Exercise aim: Only one stretch of the listing below is wanted. Give it again exactly, from the line with "pub fn run(scenario: Scenario)" through the line with "instead of propagating.".
*** Opening Exercise inputs ***
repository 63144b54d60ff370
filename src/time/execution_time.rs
use std::fmt;
use std::time::Duration;

use chrono::{DateTime, Utc};
use serde::{Deserialize, Serialize};

/// Start instant and duration of a timed entity (step, scenario, run).
///
/// The end instant is always derived from the two stored values.
#[derive(Debug, Clone, Copy, PartialEq, Eq, Serialize, Deserialize)]
pub struct ExecutionTime {
    start: DateTime<Utc>,
    duration: Duration,
}

impl ExecutionTime {
    pub fn new(start: DateTime<Utc>, duration: Duration) -> Self {
        ExecutionTime { start, duration }
    }

    /// A zero-length time at `start`.
    pub fn instant(start: DateTime<Utc>) -> Self {
        ExecutionTime::new(start, Duration::ZERO)
    }

    pub fn start(&self) -> DateTime<Utc> {
        self.start
    }

    pub fn duration(&self) -> Duration {
        self.duration
    }

    pub fn end(&self) -> DateTime<Utc> {
        match chrono::Duration::from_std(self.duration) {
            Ok(d) => self.start.checked_add_signed(d).unwrap_or(DateTime::<Utc>::MAX_UTC),
            Err(_) => DateTime::<Utc>::MAX_UTC,
        }
    }

    /// Smallest time covering both `self` and `other`.
    pub fn span(&self, other: &ExecutionTime) -> ExecutionTime {
        let start = self.start.min(other.start);
        let end = self.end().max(other.end());
        let duration = (end - start).to_std().unwrap_or(Duration::ZERO);
        ExecutionTime::new(start, duration)
    }
}

impl fmt::Display for ExecutionTime {
    /// `12:00:01.250 + 50ms -> 12:00:01.300`
    fn fmt(&self, f: &mut fmt::Formatter<'_>) -> fmt::Result {
        write!(
            f,
            "{} + {} -> {}",
            self.start.format("%H:%M:%S%.3f"),
            format_duration(self.duration),
            self.end().format("%H:%M:%S%.3f")
        )
    }
}

/// Compact human-readable duration: `850ms`, `1.250s`, `2m 03s`.
pub fn format_duration(duration: Duration) -> String {
    let millis = duration.as_millis();
    if millis < 1000 {
        format!("{}ms", millis)
    } else if millis < 60_000 {
        format!("{:.3}s", duration.as_secs_f64())
    } else {
        let secs = duration.as_secs();
        format!("{}m {:02}s", secs / 60, secs % 60)
    }
}
use crate::report::report_model::RunSummary;
use crate::result::result_model::ScenarioResult;
use crate::result::status::ExecutionStatus;
use crate::time::execution_time::format_duration;

// ============================================================================
// Console report: one line per scenario, details for the ones that did not pass
// ============================================================================

/// Format a run summary for terminal output.
///
/// Produces output like:
/// ```text
/// === Test Run: Demo ===
///
/// FEATURE: Invoice
///   ✓ PASS      Receiving invoice for products (7 steps, 362ms)
///   ✗ FAIL      Paying with an expired card (3 steps, 51ms)
///       [FAILED] Step 2: WHEN customer pays with card "4111" - card expired
///       [NOT RUN] Step 3: THEN order is confirmed
///
/// === Results: 1 passed, 1 failed, 0 ignored, 0 bypassed (2 total) in 0.4s ===
/// ```
pub fn format_console_report(report: &RunSummary) -> String {
    let mut out = String::new();

    out.push_str(&format!("=== Test Run: {} ===\n", report.suite_name));

    for feature in &report.features {
        out.push_str(&format!("\nFEATURE: {}\n", feature.name));

        for scenario in &feature.scenarios {
            let elapsed = scenario
                .execution_time()
                .map(|t| format!(", {}", format_duration(t.duration())))
                .unwrap_or_default();
            out.push_str(&format!(
                "  {}  {} ({} steps{})\n",
                marker(scenario.status()),
                scenario.name(),
                scenario.steps().len(),
                elapsed
            ));

            // Steps are only listed for scenarios that did not pass cleanly
            if scenario.status() != ExecutionStatus::Passed {
                push_step_lines(&mut out, scenario);
            }
        }
    }

    // Summary line
    out.push_str(&format!(
        "\n=== Results: {} passed, {} failed, {} ignored, {} bypassed ({} total)",
        report.passed, report.failed, report.ignored, report.bypassed, report.total
    ));

    if let Some(ms) = report.duration_ms {
        let secs = ms as f64 / 1000.0;
        out.push_str(&format!(" in {:.1}s", secs));
    }

    out.push_str(" ===\n");

    out
}

fn push_step_lines(out: &mut String, scenario: &ScenarioResult) {
    if scenario.steps().iter().all(|s| s.status() == ExecutionStatus::NotRun) {
        if let Some(reason) = scenario.status_details() {
            out.push_str(&format!("      [BYPASSED] {}\n", reason));
        }
        return;
    }

    for step in scenario.steps() {
        if step.status() == ExecutionStatus::Passed {
            continue;
        }
        let tag = match step.status() {
            ExecutionStatus::NotRun => "NOT RUN",
            ExecutionStatus::Failed => "FAILED",
            ExecutionStatus::Ignored => "IGNORED",
            ExecutionStatus::Bypassed => "BYPASSED",
            ExecutionStatus::Passed => "PASSED",
        };
        match step.status_details() {
            Some(details) => out.push_str(&format!(
                "      [{}] Step {}: {} - {}\n",
                tag,
                step.number(),
                step.formatted_name(),
                details
            )),
            None => out.push_str(&format!(
                "      [{}] Step {}: {}\n",
                tag,
                step.number(),
                step.formatted_name()
            )),
        }
    }
}

fn marker(status: ExecutionStatus) -> &'static str {
    match status {
        ExecutionStatus::Passed => "\u{2713} PASS    ",
        ExecutionStatus::Failed => "\u{2717} FAIL    ",
        ExecutionStatus::Ignored => "\u{25cb} IGNORED ",
        ExecutionStatus::Bypassed => "- BYPASSED",
        ExecutionStatus::NotRun => "  NOT RUN ",
    }
}
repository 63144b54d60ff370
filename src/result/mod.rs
pub mod aggregator;
pub mod result_model;
pub mod status;
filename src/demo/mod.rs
pub mod invoice;
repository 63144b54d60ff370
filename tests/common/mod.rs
#![allow(dead_code)]

use std::sync::{Arc, Mutex};

use scenario_engine::notify::notifier::ProgressNotifier;
use scenario_engine::result::result_model::{
    FeatureInfo, FeatureResult, ScenarioInfo, ScenarioResult, StepInfo, StepResult,
};
use scenario_engine::runner::config::RunnerConfig;
use scenario_engine::runner::scenario::Scenario;
use scenario_engine::runner::scenario_runner::ScenarioRunner;

/// Records every progress event as a short line.
#[derive(Default)]
pub struct RecordingNotifier {
    events: Mutex<Vec<String>>,
}

impl RecordingNotifier {
    pub fn new() -> Arc<Self> {
        Arc::new(RecordingNotifier::default())
    }

    pub fn events(&self) -> Vec<String> {
        self.events.lock().unwrap().clone()
    }

    fn push(&self, event: String) {
        self.events.lock().unwrap().push(event);
    }
}

impl ProgressNotifier for RecordingNotifier {
    fn feature_started(&self, feature: &FeatureInfo) -> anyhow::Result<()> {
        self.push(format!("feature started: {}", feature.name));
        Ok(())
    }

    fn feature_finished(&self, feature: &FeatureResult) -> anyhow::Result<()> {
        self.push(format!("feature finished: {} ({})", feature.info().name, feature.status()));
        Ok(())
    }

    fn scenario_started(&self, scenario: &ScenarioInfo) -> anyhow::Result<()> {
        self.push(format!("scenario started: {}", scenario.name));
        Ok(())
    }

    fn scenario_finished(&self, scenario: &ScenarioResult) -> anyhow::Result<()> {
        self.push(format!("scenario finished: {} ({})", scenario.name(), scenario.status()));
        Ok(())
    }

    fn step_started(&self, step: &StepResult) -> anyhow::Result<()> {
        self.push(format!(
            "step started: {}/{} {}",
            step.number(),
            step.info().total,
            step.formatted_name()
        ));
        Ok(())
    }

    fn step_finished(&self, step: &StepResult) -> anyhow::Result<()> {
        self.push(format!("step finished: {} ({})", step.formatted_name(), step.status()));
        Ok(())
    }

    fn step_comment(&self, step: &StepInfo, comment: &str) -> anyhow::Result<()> {
        self.push(format!("comment: {} {}", step.number, comment));
        Ok(())
    }
}

/// Fails or panics on every event.
pub struct BrokenNotifier {
    pub panics: bool,
}

impl BrokenNotifier {
    fn fail(&self) -> anyhow::Result<()> {
        if self.panics {
            panic!("notifier exploded");
        }
        anyhow::bail!("notifier unavailable")
    }
}

impl ProgressNotifier for BrokenNotifier {
    fn feature_started(&self, _: &FeatureInfo) -> anyhow::Result<()> {
        self.fail()
    }

    fn feature_finished(&self, _: &FeatureResult) -> anyhow::Result<()> {
        self.fail()
    }

    fn scenario_started(&self, _: &ScenarioInfo) -> anyhow::Result<()> {
        self.fail()
    }

    fn scenario_finished(&self, _: &ScenarioResult) -> anyhow::Result<()> {
        self.fail()
    }

    fn step_started(&self, _: &StepResult) -> anyhow::Result<()> {
        self.fail()
    }

    fn step_finished(&self, _: &StepResult) -> anyhow::Result<()> {
        self.fail()
    }

    fn step_comment(&self, _: &StepInfo, _: &str) -> anyhow::Result<()> {
        self.fail()
    }
}

pub fn runner(config: RunnerConfig) -> ScenarioRunner {
    ScenarioRunner::new(Arc::new(config))
}

/// Run with the default configuration; the declaration must be valid.
pub fn run(scenario: Scenario) -> ScenarioResult {
    runner(RunnerConfig::default()).run(scenario).unwrap()
}

pub fn names(result: &ScenarioResult) -> Vec<&str> {
    result.steps().iter().map(|s| s.formatted_name()).collect()
}
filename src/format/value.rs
use std::borrow::Cow;
use std::fmt::{self, Display, Write};
use std::panic::{self, AssertUnwindSafe};

use serde::{Deserialize, Serialize};

/// Rendered in place of a parameter whose value is not known yet.
pub const UNRESOLVED_TOKEN: &str = "<?>";

/// Rendered in place of a parameter whose value could not be converted to text.
pub const INVALID_TOKEN: &str = "<!>";

// ============================================================================
// Parameter values
// ============================================================================

/// A step argument captured as owned text at the moment of invocation.
///
/// Capturing converts the runtime value immediately, so later mutation of
/// the original variable can never leak into a recorded step name.
#[derive(Debug, Clone, PartialEq, Eq, Serialize, Deserialize)]
#[serde(tag = "kind", content = "value", rename_all = "snake_case")]
pub enum ParameterValue {
    /// Declared but not captured yet (step has not started).
    Unresolved,

    /// String-like value, rendered quoted.
    Text(String),

    /// Any other value, rendered through its textual form.
    Plain(String),

    /// The value's textual conversion failed.
    Invalid,
}

impl ParameterValue {
    pub fn text(value: impl Into<String>) -> Self {
        ParameterValue::Text(value.into())
    }

    /// Capture a value through its `Display` implementation.
    ///
    /// A `Display` impl that reports an error or panics yields
    /// [`ParameterValue::Invalid`] instead of propagating.
    pub fn display<T: Display + ?Sized>(value: &T) -> Self {
        match render_with(|out| write!(out, "{}", value)) {
            Some(text) => ParameterValue::Plain(text),
            None => ParameterValue::Invalid,
        }
    }

    /// Capture a value through its `Debug` implementation.
    pub fn debug<T: fmt::Debug + ?Sized>(value: &T) -> Self {
        match render_with(|out| write!(out, "{:?}", value)) {
            Some(text) => ParameterValue::Plain(text),
            None => ParameterValue::Invalid,
        }
    }

    pub fn is_resolved(&self) -> bool {
        !matches!(self, ParameterValue::Unresolved)
    }

    /// Text used inside formatted step names.
    pub fn render(&self) -> Cow<'_, str> {
        match self {
            ParameterValue::Unresolved => Cow::Borrowed(UNRESOLVED_TOKEN),
            ParameterValue::Invalid => Cow::Borrowed(INVALID_TOKEN),
            ParameterValue::Text(text) => Cow::Owned(format!("\"{}\"", text)),
            ParameterValue::Plain(text) => Cow::Borrowed(text.as_str()),
        }
    }
}

impl Display for ParameterValue {
    fn fmt(&self, f: &mut fmt::Formatter<'_>) -> fmt::Result {
        f.write_str(&self.render())
    }
}

fn render_with<F>(write_value: F) -> Option<String>
where
    F: FnOnce(&mut String) -> fmt::Result,
{
    let mut out = String::new();
    let outcome = panic::catch_unwind(AssertUnwindSafe(|| write_value(&mut out)));
    match outcome {
        Ok(Ok(())) => Some(out),
        _ => None,
    }
}

// ============================================================================
// Conversion into parameter values
// ============================================================================

/// Conversion used when a step argument is captured.
///
/// Implemented for strings, characters, numbers, booleans, references and
/// options of those. Other types can be captured with
/// [`ParameterValue::display`] or by implementing this trait.
pub trait ToParameterValue {
    fn to_parameter_value(&self) -> ParameterValue;
}

impl ToParameterValue for ParameterValue {
    fn to_parameter_value(&self) -> ParameterValue {
        self.clone()
    }
}

impl ToParameterValue for str {
    fn to_parameter_value(&self) -> ParameterValue {
        ParameterValue::Text(self.to_string())
    }
}

impl ToParameterValue for String {
    fn to_parameter_value(&self) -> ParameterValue {
        ParameterValue::Text(self.clone())
    }
}

impl ToParameterValue for Cow<'_, str> {
    fn to_parameter_value(&self) -> ParameterValue {
        ParameterValue::Text(self.to_string())
    }
}

impl ToParameterValue for char {
    fn to_parameter_value(&self) -> ParameterValue {
        ParameterValue::Text(self.to_string())
    }
}

impl<T: ToParameterValue + ?Sized> ToParameterValue for &T {
    fn to_parameter_value(&self) -> ParameterValue {
        (**self).to_parameter_value()
    }
}

impl<T: ToParameterValue> ToParameterValue for Option<T> {
    fn to_parameter_value(&self) -> ParameterValue {
        match self {
            Some(value) => value.to_parameter_value(),
            None => ParameterValue::Plain("null".to_string()),
        }
    }
}

macro_rules! plain_parameter_values {
    ($($ty:ty),* $(,)?) => {
        $(
            impl ToParameterValue for $ty {
                fn to_parameter_value(&self) -> ParameterValue {
                    ParameterValue::display(self)
                }
            }
        )*
    };
}

plain_parameter_values!(
    i8, i16, i32, i64, i128, isize, u8, u16, u32, u64, u128, usize, f32, f64, bool,
);

#[cfg(test)]
mod tests {
    use super::*;

    struct Broken;

    impl Display for Broken {
        fn fmt(&self, _f: &mut fmt::Formatter<'_>) -> fmt::Result {
            Err(fmt::Error)
        }
    }

    #[test]
    fn strings_are_quoted_numbers_are_not() {
        assert_eq!("wooden desk".to_parameter_value().render(), "\"wooden desk\"");
        assert_eq!(62.to_parameter_value().render(), "62");
        assert_eq!(Some(1.5).to_parameter_value().render(), "1.5");
        assert_eq!(None::<i32>.to_parameter_value().render(), "null");
    }

    #[test]
    fn failing_display_becomes_invalid() {
        assert_eq!(ParameterValue::display(&Broken), ParameterValue::Invalid);
        assert_eq!(ParameterValue::Invalid.render(), INVALID_TOKEN);
    }
}
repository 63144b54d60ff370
use crate::result::result_model::ScenarioInfo;
use crate::step::error::DeclarationError;
use crate::step::step_model::Step;

/// An ordered list of steps under a scenario name, ready to be run.
#[derive(Debug)]
pub struct Scenario {
    info: ScenarioInfo,
    steps: Vec<Step>,
}

impl Scenario {
    pub fn new(name: impl Into<String>) -> Self {
        Scenario::from_info(ScenarioInfo::new(name))
    }

    pub fn from_info(info: ScenarioInfo) -> Self {
        Scenario {
            info,
            steps: Vec::new(),
        }
    }

    pub fn label(mut self, label: impl Into<String>) -> Self {
        self.info.labels.push(label.into());
        self
    }

    pub fn category(mut self, category: impl Into<String>) -> Self {
        self.info.categories.push(category.into());
        self
    }

    pub fn step(mut self, step: Step) -> Self {
        self.steps.push(step);
        self
    }

    pub fn steps(mut self, steps: impl IntoIterator<Item = Step>) -> Self {
        self.steps.extend(steps);
        self
    }

    pub fn info(&self) -> &ScenarioInfo {
        &self.info
    }

    pub fn step_count(&self) -> usize {
        self.steps.len()
    }

    /// Check every step declaration; the first problem found is returned.
    pub fn validate(&self) -> Result<(), DeclarationError> {
        self.steps
            .iter()
            .enumerate()
            .try_for_each(|(i, step)| step.validate(i + 1))
    }

    pub(crate) fn into_parts(self) -> (ScenarioInfo, Vec<Step>) {
        (self.info, self.steps)
    }
}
*** Closing Exercise inputs ***
Exercise output:
pub fn run(scenario: Scenario) -> ScenarioResult {
    runner(RunnerConfig::default()).run(scenario).unwrap()
}

pub fn names(result: &ScenarioResult) -> Vec<&str> {
    result.steps().iter().map(|s| s.formatted_name()).collect()
}
filename src/format/value.rs
use std::borrow::Cow;
use std::fmt::{self, Display, Write};
use std::panic::{self, AssertUnwindSafe};

use serde::{Deserialize, Serialize};

/// Rendered in place of a parameter whose value is not known yet.
pub const UNRESOLVED_TOKEN: &str = "<?>";

/// Rendered in place of a parameter whose value could not be converted to text.
pub const INVALID_TOKEN: &str = "<!>";

// ============================================================================
// Parameter values
// ============================================================================

/// A step argument captured as owned text at the moment of invocation.
///
/// Capturing converts the runtime value immediately, so later mutation of
/// the original variable can never leak into a recorded step name.
#[derive(Debug, Clone, PartialEq, Eq, Serialize, Deserialize)]
#[serde(tag = "kind", content = "value", rename_all = "snake_case")]
pub enum ParameterValue {
    /// Declared but not captured yet (step has not started).
    Unresolved,

    /// String-like value, rendered quoted.
    Text(String),

    /// Any other value, rendered through its textual form.
    Plain(String),

    /// The value's textual conversion failed.
    Invalid,
}

impl ParameterValue {
    pub fn text(value: impl Into<String>) -> Self {
        ParameterValue::Text(value.into())
    }

    /// Capture a value through its `Display` implementation.
    ///
    /// A `Display` impl that reports an error or panics yields
    /// [`ParameterValue::Invalid`] instead of propagating.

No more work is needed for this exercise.